▶ [What is expected]: Reading through the lines below, count those that include the string "port"; the answer is that number and nothing else.

Dataset entries:
• • • • • • •
//! Feed aesthetic analysis
//!
//! Pipeline per image:
//!
//! ```text
//! bytes ──decode──▶ RGBA pixels ──median cut──▶ palette ──bin──▶ histogram
//! ```
//!
//! Candidates are scored by the cosine similarity of their histogram to the
//! feed histogram, mapped onto 0-100.

pub mod histogram;
pub mod palette;
pub mod similarity;

use serde::Serialize;
use thiserror::Error;

pub use histogram::ColorHistogram;
pub use palette::extract_palette;
pub use similarity::{cosine_similarity, fit_score};

/// 8-bit RGB color
pub type Rgb = [u8; 3];

#[derive(Debug, Error)]
pub enum AnalysisError {
    #[error("Could not decode image: {0}")]
    Decode(#[from] image::ImageError),

    #[error("Image has no usable pixels (fully transparent or blank)")]
    NoUsablePixels,

    #[error("Palette size {0} out of range (2-256)")]
    InvalidPaletteSize(usize),
}

/// Palette and histogram of a single image
#[derive(Debug, Clone, Serialize)]
pub struct ImageProfile {
    pub palette: Vec<Rgb>,
    pub histogram: ColorHistogram,
}

/// Fit scores of both candidates against the feed
#[derive(Debug, Clone, Copy, PartialEq, Serialize)]
pub struct Comparison {
    pub image_a_score: f64,
    pub image_b_score: f64,
}

#[derive(Debug, Clone, Copy)]
pub struct ImageAnalyzer {
    pub palette_size: usize,
    pub histogram_bins: usize,
}

impl Default for ImageAnalyzer {
    fn default() -> Self {
        Self {
            palette_size: 8,
            histogram_bins: 32,
        }
    }
}

impl ImageAnalyzer {
    pub fn new(palette_size: usize, histogram_bins: usize) -> Self {
        Self {
            palette_size,
            histogram_bins,
        }
    }

    /// Decode an encoded image and build its color profile
    pub fn profile(&self, bytes: &[u8]) -> Result<ImageProfile, AnalysisError> {
        let rgba = image::load_from_memory(bytes)?.to_rgba8();
        let palette = extract_palette(rgba.pixels().map(|p| p.0), self.palette_size)?;
        let histogram = ColorHistogram::from_palette(&palette, self.histogram_bins);

        Ok(ImageProfile { palette, histogram })
    }

    /// Score both candidates against the feed screenshot
    pub fn compare(&self, feed: &[u8], image_a: &[u8], image_b: &[u8]) -> Result<Comparison, AnalysisError> {
        let feed = self.profile(feed)?;
        let a = self.profile(image_a)?;
        let b = self.profile(image_b)?;

        tracing::debug!(
            feed_colors = feed.palette.len(),
            a_colors = a.palette.len(),
            b_colors = b.palette.len(),
            "Palettes extracted"
        );

        Ok(Comparison {
            image_a_score: fit_score(&feed.histogram.values, &a.histogram.values),
            image_b_score: fit_score(&feed.histogram.values, &b.histogram.values),
        })
    }
}


#[cfg(test)]
mod tests {
    use super::fixtures::*;
    use super::*;
    use image::ImageFormat;

    #[test]
    fn test_similar_colors_score_higher() {
        let analyzer = ImageAnalyzer::default();
        let result = analyzer
            .compare(&png(&WARM), &png(&WARM_ALT), &png(&COOL))
            .unwrap();

        assert!(result.image_a_score > result.image_b_score);
        assert!((0.0..=100.0).contains(&result.image_a_score));
        assert!((0.0..=100.0).contains(&result.image_b_score));
    }

    #[test]
    fn test_identical_image_scores_full() {
        let analyzer = ImageAnalyzer::default();
        let feed = png(&WARM);
        let result = analyzer.compare(&feed, &feed, &png(&COOL)).unwrap();
        assert_eq!(result.image_a_score, 100.0);
    }

    #[test]
    fn test_decodes_jpeg() {
        let jpeg = encode(striped(&COOL, 48), ImageFormat::Jpeg);
        let profile = ImageAnalyzer::default().profile(&jpeg).unwrap();
        assert!(!profile.palette.is_empty());
        assert_eq!(profile.histogram.values.len(), 96);
    }

    #[test]
    fn test_garbage_bytes_fail_to_decode() {
        let err = ImageAnalyzer::default().profile(b"definitely not an image").unwrap_err();
        assert!(matches!(err, AnalysisError::Decode(_)));
    }

    #[test]
    fn test_blank_image_has_no_usable_pixels() {
        let blank = png(&[[255, 255, 255]]);
        let err = ImageAnalyzer::default().profile(&blank).unwrap_err();
        assert!(matches!(err, AnalysisError::NoUsablePixels));
    }
}
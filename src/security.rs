//! Upload validation and response hardening

use axum::http::{header, HeaderName, HeaderValue, Method};
use tower_http::cors::{AllowOrigin, CorsLayer};
use tower_http::set_header::SetResponseHeaderLayer;

use crate::AppError;

pub const ALLOWED_IMAGE_TYPES: [&str; 6] = [
    "image/jpeg",
    "image/jpg",
    "image/png",
    "image/gif",
    "image/bmp",
    "image/webp",
];

pub const ALLOWED_IMAGE_EXTENSIONS: [&str; 6] = [".jpg", ".jpeg", ".png", ".gif", ".bmp", ".webp"];

pub const INVALID_IMAGE_MESSAGE: &str = "All files must be valid images (PNG, JPEG, etc.)";

pub const SECURITY_HEADERS: [(&str, &str); 5] = [
    ("x-content-type-options", "nosniff"),
    ("x-frame-options", "DENY"),
    ("x-xss-protection", "1; mode=block"),
    ("referrer-policy", "strict-origin-when-cross-origin"),
    ("content-security-policy", "default-src 'self'; img-src 'self' data: blob:;"),
];

/// Human-readable label of a compare form field
pub fn field_label(field: &str) -> &'static str {
    match field {
        "feed_image" => "Feed image",
        "image_a" => "Image A",
        "image_b" => "Image B",
        _ => "File",
    }
}

fn extension(filename: &str) -> Option<String> {
    let dot = filename.rfind('.')?;
    Some(filename[dot..].to_ascii_lowercase())
}

/// Validate one uploaded file before it reaches the decoder
pub fn validate_upload(
    field: &str,
    filename: Option<&str>,
    content_type: Option<&str>,
    len: usize,
    max_bytes: usize,
) -> Result<(), AppError> {
    let type_ok = content_type
        .map(|ct| ALLOWED_IMAGE_TYPES.contains(&ct.to_ascii_lowercase().as_str()))
        .unwrap_or(false);

    let extension_ok = filename
        .and_then(extension)
        .map(|ext| ALLOWED_IMAGE_EXTENSIONS.contains(&ext.as_str()))
        .unwrap_or(false);

    if !type_ok || !extension_ok || len == 0 {
        tracing::warn!(
            field,
            filename = filename.unwrap_or(""),
            content_type = content_type.unwrap_or(""),
            len,
            "Rejected upload"
        );
        return Err(AppError::ValidationError(INVALID_IMAGE_MESSAGE.to_string()));
    }

    if len > max_bytes {
        return Err(AppError::PayloadTooLarge(format!(
            "{} too large (max {}MB)",
            field_label(field),
            max_bytes / (1024 * 1024)
        )));
    }

    Ok(())
}

/// CORS restricted to the configured frontend origins
pub fn cors_layer(origins: &[String]) -> CorsLayer {
    let origins: Vec<HeaderValue> = origins
        .iter()
        .filter_map(|o| match HeaderValue::from_str(o) {
            Ok(value) => Some(value),
            Err(_) => {
                tracing::warn!("Ignoring invalid CORS origin: {}", o);
                None
            }
        })
        .collect();

    CorsLayer::new()
        .allow_origin(AllowOrigin::list(origins))
        .allow_methods([Method::GET, Method::POST])
        .allow_headers([header::CONTENT_TYPE])
        .allow_credentials(true)
}

/// One layer per hardening header, each overriding whatever the handler set
pub fn security_header_layers() -> Vec<SetResponseHeaderLayer<HeaderValue>> {
    SECURITY_HEADERS
        .iter()
        .map(|&(name, value)| {
            SetResponseHeaderLayer::overriding(
                HeaderName::from_static(name),
                HeaderValue::from_static(value),
            )
        })
        .collect()
}
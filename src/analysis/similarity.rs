//! Histogram similarity scoring

/// Cosine similarity of two vectors; 0 for mismatched or zero-length input
pub fn cosine_similarity(a: &[f64], b: &[f64]) -> f64 {
    if a.len() != b.len() {
        return 0.0;
    }

    let dot: f64 = a.iter().zip(b).map(|(x, y)| x * y).sum();
    let magnitude_a = a.iter().map(|x| x * x).sum::<f64>().sqrt();
    let magnitude_b = b.iter().map(|x| x * x).sum::<f64>().sqrt();

    if magnitude_a == 0.0 || magnitude_b == 0.0 {
        return 0.0;
    }

    dot / (magnitude_a * magnitude_b)
}

/// Map cosine similarity [-1, 1] onto a 0-100 fit percentage, 2 decimals
pub fn fit_score(a: &[f64], b: &[f64]) -> f64 {
    let percentage = (cosine_similarity(a, b) + 1.0) / 2.0 * 100.0;
    round2(percentage.clamp(0.0, 100.0))
}

fn round2(value: f64) -> f64 {
    (value * 100.0).round() / 100.0
}
//! Configuration module

use std::env;

/// Default origins of the local frontend dev server
pub const DEFAULT_CORS_ORIGINS: [&str; 2] = ["http://localhost:8080", "http://127.0.0.1:8080"];

/// Application configuration
#[derive(Debug, Clone)]
pub struct Config {
    /// Bind address
    pub host: String,

    /// Server port
    pub port: u16,

    /// Origins allowed to call the API from a browser
    pub cors_origins: Vec<String>,

    /// Per-file upload limit in megabytes
    pub max_upload_mb: usize,

    /// Number of dominant colors extracted per image
    pub palette_size: usize,

    /// Histogram bins per RGB channel
    pub histogram_bins: usize,

    /// Environment (development, production)
    pub environment: String,
}

impl Default for Config {
    fn default() -> Self {
        Self {
            host: "0.0.0.0".to_string(),
            port: 8000,
            cors_origins: DEFAULT_CORS_ORIGINS.iter().map(|o| o.to_string()).collect(),
            max_upload_mb: 5,
            palette_size: 8,
            histogram_bins: 32,
            environment: "development".to_string(),
        }
    }
}

impl Config {
    /// Load configuration from environment variables
    pub fn from_env() -> Self {
        Self::from_lookup(|key| env::var(key).ok())
    }

    /// Build configuration from an arbitrary key lookup
    pub fn from_lookup<F>(lookup: F) -> Self
    where
        F: Fn(&str) -> Option<String>,
    {
        let defaults = Self::default();

        Self {
            host: lookup("HOST").unwrap_or(defaults.host),

            port: lookup("PORT")
                .and_then(|p| p.parse().ok())
                .unwrap_or(defaults.port),

            cors_origins: lookup("CORS_ORIGINS")
                .map(|raw| parse_origins(&raw))
                .filter(|origins| !origins.is_empty())
                .unwrap_or(defaults.cors_origins),

            max_upload_mb: lookup("MAX_UPLOAD_MB")
                .and_then(|m| m.parse().ok())
                .filter(|m| *m > 0 && body_limit_for(*m).is_some())
                .unwrap_or(defaults.max_upload_mb),

            palette_size: lookup("PALETTE_SIZE")
                .and_then(|p| p.parse::<usize>().ok())
                .map(|p| p.clamp(2, 256))
                .unwrap_or(defaults.palette_size),

            histogram_bins: lookup("HISTOGRAM_BINS")
                .and_then(|b| b.parse::<usize>().ok())
                .map(|b| b.max(1))
                .unwrap_or(defaults.histogram_bins),

            environment: lookup("ENVIRONMENT").unwrap_or(defaults.environment),
        }
    }

    /// Check if running in production
    pub fn is_production(&self) -> bool {
        self.environment == "production"
    }

    /// Per-file upload limit in bytes
    pub fn max_upload_bytes(&self) -> usize {
        self.max_upload_mb.saturating_mul(MB)
    }

    /// Whole request body limit: three uploads plus multipart framing
    pub fn body_limit_bytes(&self) -> usize {
        body_limit_for(self.max_upload_mb).unwrap_or(usize::MAX)
    }
}

const MB: usize = 1024 * 1024;
const MULTIPART_OVERHEAD: usize = 64 * 1024;

fn body_limit_for(max_upload_mb: usize) -> Option<usize> {
    max_upload_mb
        .checked_mul(MB)?
        .checked_mul(3)?
        .checked_add(MULTIPART_OVERHEAD)
}

fn parse_origins(raw: &str) -> Vec<String> {
    raw.split(',')
        .map(str::trim)
        .filter(|o| !o.is_empty())
        .map(String::from)
        .collect()
}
• • • • • • •
▶ [Answer]: 5